# Incubation



## Deviant (Mar 1, 2012)

I just have a few questions about incubating eggs and setting up brooders. 

First up, my cockatiels are breeding at the moment, but one of my females has laid a couple eggs in the nest box, but she won't go back in and is laying on the ground of the cage. There isn't a mite infestation or anything. I've taken the eggs and made a temp incubator (set to the right temps, humidity ect, and am just waiting to see if anything will happen or not) and I was wondering, will a reptile tank make a good brooder? Or should I stick to the fish tank/heating pad?

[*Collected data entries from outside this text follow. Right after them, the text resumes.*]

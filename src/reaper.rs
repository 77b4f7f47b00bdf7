//! Reaper — TTL eviction and boot-time reconciliation.
//!
//! Periodically removes environments past their TTL, skipping any that
//! still have an execution in flight, and on startup diffs the runtime's
//! volumes against the store so a crash mid-setup or mid-teardown doesn't
//! leave either side holding state the other doesn't know about.

use std::collections::HashSet;
use std::sync::Arc;

use tracing::{info, warn};
use uuid::Uuid;

use crate::builder::now_unix;
use crate::governor::Governor;
use crate::runtime::{ContainerRuntime, VOLUME_PREFIX};
use crate::store::Store;

pub struct Reaper {
    runtime: Arc<dyn ContainerRuntime>,
    store: Arc<Store>,
    governor: Arc<Governor>,
}

impl Reaper {
    pub fn new(runtime: Arc<dyn ContainerRuntime>, store: Arc<Store>, governor: Arc<Governor>) -> Self {
        Self {
            runtime,
            store,
            governor,
        }
    }

    /// One eviction pass: delete every expired, idle environment. Expired
    /// environments still running an execution are left for the next tick.
    pub async fn sweep(&self) {
        let expired = {
            let envs = self.store.environments().await;
            match envs.list_expired(now_unix()) {
                Ok(list) => list,
                Err(e) => {
                    warn!(error = %e, "reaper: failed to list expired environments");
                    return;
                }
            }
        };

        for env in expired {
            if !self.governor.is_idle(&env.id) {
                info!(environment_id = %env.id, "reaper: skipping expired environment, execution in flight");
                continue;
            }

            if let Err(e) = self.runtime.remove_volume(&env.volume_name).await {
                warn!(environment_id = %env.id, error = %e, "reaper: failed to remove volume");
                continue;
            }

            let envs = self.store.environments().await;
            if let Err(e) = envs.delete(&env.id) {
                warn!(environment_id = %env.id, error = %e, "reaper: failed to delete environment record");
                continue;
            }

            info!(environment_id = %env.id, "reaper: evicted expired environment");
        }
    }

    /// Boot-time reconciliation: reconcile drift between the store and the
    /// runtime's volumes in both directions.
    ///
    /// - A volume on the backend with no matching store row is an orphan
    ///   from a crash between `create_volume` and the store insert; remove it.
    /// - A store row with no matching volume is an orphan from a crash
    ///   after the volume was removed but before the row was deleted; mark
    ///   it gone by deleting the row, since the environment can never serve
    ///   another execution without its volume.
    pub async fn reconcile(&self) {
        let backend_volumes: HashSet<String> = match self.runtime.list_volumes().await {
            Ok(list) => list
                .into_iter()
                .filter(|name| name.starts_with(VOLUME_PREFIX))
                .collect(),
            Err(e) => {
                warn!(error = %e, "reaper: failed to list volumes for reconciliation");
                return;
            }
        };

        let stored = {
            let envs = self.store.environments().await;
            match envs.list() {
                Ok(list) => list,
                Err(e) => {
                    warn!(error = %e, "reaper: failed to list environments for reconciliation");
                    return;
                }
            }
        };

        let stored_volumes: HashSet<String> = stored.iter().map(|e| e.volume_name.clone()).collect();

        for orphan_volume in backend_volumes.difference(&stored_volumes) {
            warn!(volume = %orphan_volume, "reaper: removing orphaned volume with no environment record");
            if let Err(e) = self.runtime.remove_volume(orphan_volume).await {
                warn!(volume = %orphan_volume, error = %e, "reaper: failed to remove orphaned volume");
            }
        }

        for env in &stored {
            if !backend_volumes.contains(&env.volume_name) {
                warn!(environment_id = %env.id, "reaper: environment record has no backing volume, dropping record");
                let envs = self.store.environments().await;
                if let Err(e) = envs.delete(&env.id) {
                    warn!(environment_id = %env.id, error = %e, "reaper: failed to drop orphaned environment record");
                }
            }
        }

        info!(
            backend_volumes = backend_volumes.len(),
            stored_environments = stored.len(),
            "reaper: boot reconciliation complete"
        );
    }

    #[allow(dead_code)]
    fn is_managed(name: &str) -> bool {
        name.starts_with(VOLUME_PREFIX)
    }

    #[allow(dead_code)]
    fn parse_environment_id(volume_name: &str) -> Option<Uuid> {
        volume_name.strip_prefix(VOLUME_PREFIX).and_then(|s| Uuid::parse_str(s).ok())
    }
}

#[cfg(test)]
mod tests {
    use super::*;

    #[test]
    fn test_is_managed_filters_by_prefix() {
        assert!(Reaper::is_managed("tee-env-abc"));
        assert!(!Reaper::is_managed("some-other-volume"));
    }

    #[test]
    fn test_parse_environment_id_roundtrips() {
        let id = Uuid::new_v4();
        let name = format!("{VOLUME_PREFIX}{id}");
        assert_eq!(Reaper::parse_environment_id(&name), Some(id));
    }
}
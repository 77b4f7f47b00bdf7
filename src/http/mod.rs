//! HTTP surface
//!
//! Exposes the Builder and Engine over a small REST API: setup an
//! environment, execute against it, list and tear down environments, and a
//! health check for orchestrators.

mod handlers;
mod middleware;

use std::sync::Arc;
use std::time::Duration;

use axum::{
    routing::{delete, get, post},
    Router,
};
use tower::ServiceBuilder;
use tower_http::{
    catch_panic::CatchPanicLayer,
    cors::{Any, CorsLayer},
    limit::RequestBodyLimitLayer,
    request_id::{MakeRequestUuid, PropagateRequestIdLayer, SetRequestIdLayer},
    timeout::TimeoutLayer,
    trace::TraceLayer,
};

use crate::builder::EnvironmentBuilder;
use crate::config::Configuration;
use crate::engine::ExecutionEngine;
use crate::runtime::ContainerRuntime;
use crate::store::Store;

const MAX_BODY_BYTES: usize = 10 * 1024 * 1024;

/// Execute request bodies are hard-capped well below the general limit:
/// they're a small data payload, not a module upload.
const EXECUTE_MAX_BODY_BYTES: usize = 1024 * 1024;

/// State shared across every handler.
#[derive(Clone)]
pub struct AppState {
    pub builder: Arc<EnvironmentBuilder>,
    pub engine: Arc<ExecutionEngine>,
    pub runtime: Arc<dyn ContainerRuntime>,
    pub store: Arc<Store>,
    pub config: Arc<Configuration>,
}

pub fn build_router(state: AppState) -> Router {
    let protected = Router::new()
        .route("/environments/setup", post(handlers::setup_environment))
        .route("/environments", get(handlers::list_environments))
        .route("/environments/:id", get(handlers::get_environment))
        .route("/environments/:id", delete(handlers::delete_environment))
        .route(
            "/environments/:id/execute",
            post(handlers::execute_environment)
                .route_layer(RequestBodyLimitLayer::new(EXECUTE_MAX_BODY_BYTES)),
        )
        .route_layer(axum::middleware::from_fn_with_state(
            state.clone(),
            middleware::auth::require_auth,
        ));

    Router::new()
        .route("/health", get(handlers::health))
        .merge(protected)
        .layer(
            ServiceBuilder::new()
                .layer(CatchPanicLayer::new())
                .layer(SetRequestIdLayer::x_request_id(MakeRequestUuid))
                .layer(TraceLayer::new_for_http())
                .layer(PropagateRequestIdLayer::x_request_id())
                .layer(TimeoutLayer::new(Duration::from_secs(120)))
                .layer(RequestBodyLimitLayer::new(MAX_BODY_BYTES))
                .layer(
                    CorsLayer::new()
                        .allow_origin(Any)
                        .allow_methods(Any)
                        .allow_headers(Any),
                ),
        )
        .with_state(state)
}
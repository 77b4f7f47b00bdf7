//! Execution core — sandboxed code-execution service entrypoint.

use anyhow::Result;
use tracing::error;

use tee_core::config::Configuration;

mod cmd;

#[tokio::main]
async fn main() -> Result<()> {
    let config = Configuration::load()?;

    let log_level = if config.debug { "debug" } else { config.log.level.as_str() };
    let filter = tracing_subscriber::EnvFilter::try_from_default_env()
        .unwrap_or_else(|_| format!("tee_core={log_level}").into());

    if config.log.json {
        tracing_subscriber::fmt().with_env_filter(filter).json().init();
    } else {
        tracing_subscriber::fmt().with_env_filter(filter).init();
    }

    if let Err(e) = cmd::root::run(config).await {
        error!("fatal error: {}", e);
        std::process::exit(1);
    }

    Ok(())
}
//! Docker-backed `ContainerRuntime` adapter, built on `bollard`.

use std::collections::HashMap;

use async_trait::async_trait;
use bollard::container::{
    AttachContainerOptions, AttachContainerResults, Config, CreateContainerOptions,
    KillContainerOptions, LogOutput, RemoveContainerOptions, StartContainerOptions,
    WaitContainerOptions,
};
use bollard::image::CreateImageOptions;
use bollard::models::{HostConfig, Mount, MountTypeEnum, RestartPolicy, RestartPolicyNameEnum};
use bollard::volume::{CreateVolumeOptions, RemoveVolumeOptions};
use bollard::Docker;
use futures_util::StreamExt;
use tokio::io::AsyncWriteExt;
use tokio_util::sync::CancellationToken;
use tracing::{debug, info, warn};

use super::{
    ContainerRuntime, Isolation, LineSink, MountMode, NetworkPolicy, OutputStream, RuntimeError,
    RuntimeResult, WorkerOutcome, WorkerSpec,
};

pub struct DockerRuntime {
    docker: Docker,
}

impl DockerRuntime {
    pub fn connect(socket: Option<&str>) -> RuntimeResult<Self> {
        let docker = match socket {
            Some(sock) => Docker::connect_with_socket(sock, 120, bollard::API_DEFAULT_VERSION)?,
            None => Docker::connect_with_local_defaults()?,
        };
        Ok(Self { docker })
    }

    fn dropped_capabilities() -> Vec<String> {
        [
            "setpcap",
            "mknod",
            "audit_write",
            "net_raw",
            "dac_override",
            "fowner",
            "fsetid",
            "net_bind_service",
            "sys_chroot",
            "setfcap",
            "audit_control",
            "audit_read",
            "block_suspend",
            "dac_read_search",
            "ipc_lock",
            "ipc_owner",
            "lease",
            "linux_immutable",
            "mac_admin",
            "mac_override",
            "net_admin",
            "net_broadcast",
            "syslog",
            "sys_admin",
            "sys_boot",
            "sys_module",
            "sys_nice",
            "sys_pacct",
            "sys_ptrace",
            "sys_rawio",
            "sys_resource",
            "sys_time",
            "sys_tty_config",
            "wake_alarm",
        ]
        .into_iter()
        .map(|s| s.to_uppercase())
        .collect()
    }
}

#[async_trait]
impl ContainerRuntime for DockerRuntime {
    async fn create_volume(&self, name: &str) -> RuntimeResult<()> {
        self.docker
            .create_volume(CreateVolumeOptions {
                name: name.to_string(),
                ..Default::default()
            })
            .await?;
        debug!("created volume {}", name);
        Ok(())
    }

    async fn remove_volume(&self, name: &str) -> RuntimeResult<()> {
        match self
            .docker
            .remove_volume(name, Some(RemoveVolumeOptions { force: true }))
            .await
        {
            Ok(_) => {
                debug!("removed volume {}", name);
                Ok(())
            }
            Err(bollard::errors::Error::DockerResponseServerError {
                status_code: 404, ..
            }) => Ok(()),
            Err(e) => Err(RuntimeError::Docker(e)),
        }
    }

    async fn list_volumes(&self) -> RuntimeResult<Vec<String>> {
        let response = self.docker.list_volumes::<String>(None).await?;
        Ok(response
            .volumes
            .unwrap_or_default()
            .into_iter()
            .map(|v| v.name)
            .collect())
    }

    async fn run_worker(
        &self,
        spec: WorkerSpec,
        sink: Option<LineSink>,
        ctx: CancellationToken,
    ) -> RuntimeResult<WorkerOutcome> {
        let container_name = format!("tee-worker-{}", uuid::Uuid::new_v4());

        ensure_image_exists(&self.docker, &spec.image).await?;

        let outcome = run_container(&self.docker, &container_name, &spec, sink, ctx).await;

        // Always remove the ephemeral container, regardless of how the run
        // above completed.
        let _ = self
            .docker
            .remove_container(
                &container_name,
                Some(RemoveContainerOptions {
                    force: true,
                    v: false,
                    ..Default::default()
                }),
            )
            .await;

        outcome
    }
}

async fn ensure_image_exists(docker: &Docker, image: &str) -> RuntimeResult<()> {
    if docker.inspect_image(image).await.is_ok() {
        return Ok(());
    }

    info!("image {} not found locally, pulling", image);
    let options = CreateImageOptions {
        from_image: image,
        ..Default::default()
    };

    let mut stream = docker.create_image(Some(options), None, None);
    while let Some(result) = stream.next().await {
        match result {
            Ok(info) => {
                if let Some(status) = info.status {
                    debug!("pull {}: {}", image, status);
                }
            }
            Err(e) => return Err(RuntimeError::ImagePull(e.to_string())),
        }
    }

    Ok(())
}

async fn run_container(
    docker: &Docker,
    container_name: &str,
    spec: &WorkerSpec,
    sink: Option<LineSink>,
    ctx: CancellationToken,
) -> RuntimeResult<WorkerOutcome> {
    let mounts: Vec<Mount> = spec
        .mounts
        .iter()
        .map(|m| Mount {
            target: Some(m.mount_path.clone()),
            source: Some(m.volume_name.clone()),
            typ: Some(MountTypeEnum::VOLUME),
            read_only: Some(m.mode == MountMode::ReadOnly),
            ..Default::default()
        })
        .collect();

    let env_vars: Vec<String> = spec.env.iter().map(|(k, v)| format!("{k}={v}")).collect();

    let network_mode = match spec.network {
        NetworkPolicy::None => "none".to_string(),
        NetworkPolicy::Bridge => "bridge".to_string(),
    };

    let mut security_opt = Vec::new();
    if spec.isolation == Isolation::Relaxed {
        warn!(
            "worker {} running with relaxed isolation (capability drop disabled)",
            container_name
        );
    } else {
        security_opt.push("no-new-privileges".to_string());
    }

    let host_config = HostConfig {
        mounts: Some(mounts),
        memory: Some(spec.memory_bytes),
        memory_swap: Some(spec.memory_bytes),
        cpu_quota: Some(spec.cpu_quota),
        cpu_period: Some(spec.cpu_period),
        pids_limit: Some(spec.pids_limit),
        oom_kill_disable: Some(false),
        security_opt: if security_opt.is_empty() {
            None
        } else {
            Some(security_opt)
        },
        cap_drop: if spec.isolation == Isolation::Hard {
            Some(DockerRuntime::dropped_capabilities())
        } else {
            None
        },
        network_mode: Some(network_mode),
        restart_policy: Some(RestartPolicy {
            name: Some(RestartPolicyNameEnum::NO),
            ..Default::default()
        }),
        readonly_rootfs: Some(spec.read_only_root),
        log_config: Some(bollard::models::HostConfigLogConfig {
            typ: Some("local".to_string()),
            config: Some({
                let mut cfg = HashMap::new();
                cfg.insert("max-size".to_string(), "1m".to_string());
                cfg.insert("max-file".to_string(), "1".to_string());
                cfg
            }),
        }),
        ..Default::default()
    };

    let config = Config {
        image: Some(spec.image.clone()),
        user: Some(spec.user.clone()),
        env: Some(env_vars),
        entrypoint: spec.entrypoint_override.clone(),
        cmd: Some(spec.args.clone()),
        working_dir: Some(spec.working_dir.clone()),
        attach_stdin: Some(true),
        attach_stdout: Some(true),
        attach_stderr: Some(true),
        open_stdin: Some(true),
        stdin_once: Some(true),
        tty: Some(false),
        host_config: Some(host_config),
        ..Default::default()
    };

    docker
        .create_container(
            Some(CreateContainerOptions {
                name: container_name,
                platform: None,
            }),
            config,
        )
        .await?;

    let attach_options = AttachContainerOptions::<String> {
        stdin: Some(true),
        stdout: Some(true),
        stderr: Some(true),
        stream: Some(true),
        logs: Some(false),
        ..Default::default()
    };

    let AttachContainerResults { mut output, mut input } = docker
        .attach_container(container_name, Some(attach_options))
        .await
        .map_err(|e| RuntimeError::AttachFailed(e.to_string()))?;

    docker
        .start_container(container_name, None::<StartContainerOptions<String>>)
        .await?;

    if !spec.stdin.is_empty() {
        input.write_all(&spec.stdin).await?;
    }
    input.shutdown().await?;

    let mut stdout_buf = Vec::new();
    let mut stderr_buf = Vec::new();
    const MAX_CAPTURED_BYTES: usize = 1024 * 1024;

    let output_task = tokio::spawn(async move {
        let mut stdout = Vec::new();
        let mut stderr = Vec::new();
        while let Some(chunk) = output.next().await {
            match chunk {
                Ok(LogOutput::StdOut { message }) => {
                    if let Some(sink) = &sink {
                        sink(OutputStream::Stdout, &message);
                    }
                    if stdout.len() < MAX_CAPTURED_BYTES {
                        stdout.extend_from_slice(&message);
                    }
                }
                Ok(LogOutput::StdErr { message }) => {
                    if let Some(sink) = &sink {
                        sink(OutputStream::Stderr, &message);
                    }
                    if stderr.len() < MAX_CAPTURED_BYTES {
                        stderr.extend_from_slice(&message);
                    }
                }
                Ok(_) => {}
                Err(_) => break,
            }
        }
        (stdout, stderr)
    });

    let wait_options = WaitContainerOptions {
        condition: "not-running",
    };
    let mut wait_stream = docker.wait_container(container_name, Some(wait_options));

    let (exit_code, timed_out) = tokio::select! {
        result = wait_stream.next() => {
            match result {
                Some(Ok(r)) => (r.status_code, false),
                Some(Err(e)) => return Err(RuntimeError::Docker(e)),
                None => (0, false),
            }
        }
        _ = tokio::time::sleep_until(spec.deadline) => {
            warn!("worker {} exceeded its deadline, killing", container_name);
            let _ = docker
                .kill_container(container_name, Some(KillContainerOptions { signal: "SIGKILL" }))
                .await;
            (124, true)
        }
        _ = ctx.cancelled() => {
            let _ = docker
                .kill_container(container_name, Some(KillContainerOptions { signal: "SIGKILL" }))
                .await;
            return Err(RuntimeError::Cancelled);
        }
    };

    if let Ok((out, err)) = output_task.await {
        stdout_buf = out;
        stderr_buf = err;
    }

    Ok(WorkerOutcome {
        exit_code,
        timed_out,
        stdout: stdout_buf,
        stderr: stderr_buf,
    })
}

Also want to know about brooders as my other pair of cockatiels are laying properly and I'll be bringing in some of the young to hand rear and would like to get opinions from people who know what they're doing.


----------



## roxy culver (May 27, 2010)

Does this female have a male? Is he not going in the box either? And if she doesn't have a mate, have you seen her mating with a male. Because if not, she's most likely not laying in the box because she knows the eggs aren't fertile. 

As to the brooder, I thought reptile tanks were similar to fish tanks (they look it anyways.) As long as the temp/humidity is right it should be OK, but make sure whatever heat source you're using isn't teflon coated, as that will kill your babies. Can't wait to see pictures when they hatch!


----------



## Deviant (Mar 1, 2012)

Yes she has a mate, and I've seen them mating but she just won't go in the box along with the male. I was thinking of separating those two from my other breeding pair to see if that'll help at all.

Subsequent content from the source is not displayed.